Biden’s budget will reflect his initial proposal for some $4 trillion in spending on infrastructure, childcare and public education, including free community college tuition.

The White House has since said it would accept a less costly infrastructure bill of $1.7 trillion instead of the originally proposed $2.2 trillion plan. Republicans countered with a $928 billion offer, which has kept talks alive.

Biden has pledged to fund his proposals by increasing taxes on corporations and wealthy people as he seeks to create a reshaped, more equitable economy in the aftermath of the coronavirus pandemic.

U.S. Treasury Secretary Janet Yellen said on Thursday that the budget would push U.S. debt above the size of the U.S. economy, but would not contribute to inflationary pressures.

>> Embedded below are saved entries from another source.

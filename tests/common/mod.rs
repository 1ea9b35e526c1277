//! Shared key material for integration tests

#![allow(dead_code)]

use std::sync::LazyLock;

use aws_lc_rs::rand::SystemRandom;
use aws_lc_rs::signature::{
    EcdsaKeyPair, ECDSA_P256_SHA256_FIXED_SIGNING, ECDSA_P384_SHA384_FIXED_SIGNING,
    ECDSA_P521_SHA512_FIXED_SIGNING,
};
use der::pem::LineEnding;
use rsa::pkcs8::EncodePrivateKey;
use tkn::keys::pem::{decode_private_key, decode_public_key, public_key_pem};
use tkn::{AlgorithmId, EcdsaCurve, Key, KeyClass};

pub const SECRET: &str = "s3cr3t-value";
pub const WRONG_SECRET: &str = "wrong";

/// RSA keys are slow to generate; share two across a test binary
pub static RSA_PEM: LazyLock<String> = LazyLock::new(generate_rsa_pem);
pub static OTHER_RSA_PEM: LazyLock<String> = LazyLock::new(generate_rsa_pem);

pub fn generate_rsa_pem() -> String {
    let mut rng = rand::thread_rng();
    let private = rsa::RsaPrivateKey::new(&mut rng, 2048).expect("failed to generate RSA key");
    private
        .to_pkcs8_pem(LineEnding::LF)
        .expect("failed to encode PKCS#8 PEM")
        .as_str()
        .to_owned()
}

pub fn generate_ecdsa_pem(curve: EcdsaCurve) -> String {
    let algorithm = match curve {
        EcdsaCurve::P256 => &ECDSA_P256_SHA256_FIXED_SIGNING,
        EcdsaCurve::P384 => &ECDSA_P384_SHA384_FIXED_SIGNING,
        EcdsaCurve::P521 => &ECDSA_P521_SHA512_FIXED_SIGNING,
    };
    let pkcs8 = EcdsaKeyPair::generate_pkcs8(algorithm, &SystemRandom::new())
        .expect("failed to generate ECDSA key");
    der::pem::encode_string("PRIVATE KEY", LineEnding::LF, pkcs8.as_ref())
        .expect("failed to encode PEM")
}

/// A signing key that fits `algorithm`
pub fn signing_key(algorithm: AlgorithmId) -> Key {
    match (algorithm.key_class(), EcdsaCurve::for_algorithm(algorithm)) {
        (KeyClass::Secret, _) => Key::symmetric(SECRET),
        (KeyClass::Asymmetric, None) => {
            decode_private_key(&RSA_PEM, algorithm).expect("failed to load RSA key")
        }
        (KeyClass::Asymmetric, Some(curve)) => {
            decode_private_key(&generate_ecdsa_pem(curve), algorithm)
                .expect("failed to load ECDSA key")
        }
    }
}

/// A key that fits `algorithm` but was not used for signing
pub fn unrelated_key(algorithm: AlgorithmId) -> Key {
    match (algorithm.key_class(), EcdsaCurve::for_algorithm(algorithm)) {
        (KeyClass::Secret, _) => Key::symmetric(WRONG_SECRET),
        (KeyClass::Asymmetric, None) => {
            decode_private_key(&OTHER_RSA_PEM, algorithm).expect("failed to load RSA key")
        }
        (KeyClass::Asymmetric, Some(curve)) => {
            decode_private_key(&generate_ecdsa_pem(curve), algorithm)
                .expect("failed to load ECDSA key")
        }
    }
}

/// The key a verifier would hold: the secret itself, or the public key
/// taken through its SPKI PEM
pub fn verifying_key(key: &Key, algorithm: AlgorithmId) -> Key {
    match key.key_class() {
        KeyClass::Secret => key.clone(),
        KeyClass::Asymmetric => {
            let pem = public_key_pem(key).expect("failed to render public key");
            decode_public_key(&pem, algorithm).expect("failed to load public key")
        }
    }
}

/// A key of the given class, matching `algorithm` where the class allows
pub fn key_of_class(class: KeyClass, algorithm: AlgorithmId) -> Key {
    match class {
        KeyClass::Secret => Key::symmetric(SECRET),
        KeyClass::Asymmetric if algorithm.is_asymmetric() => signing_key(algorithm),
        KeyClass::Asymmetric => signing_key(AlgorithmId::RS256),
    }
}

Despite the large price tag, not all of the promises Biden made as a presidential candidate will make it into the plan, the White House has said, sparking disappointment from progressive Democrats, who favor bigger increases in spending on social programs and cuts to defense.

The budget will include some $715 billion for the Department of Defense and modernization of the nuclear arsenal to deter China, while also developing future warfare capabilities, according to people familiar with the matter.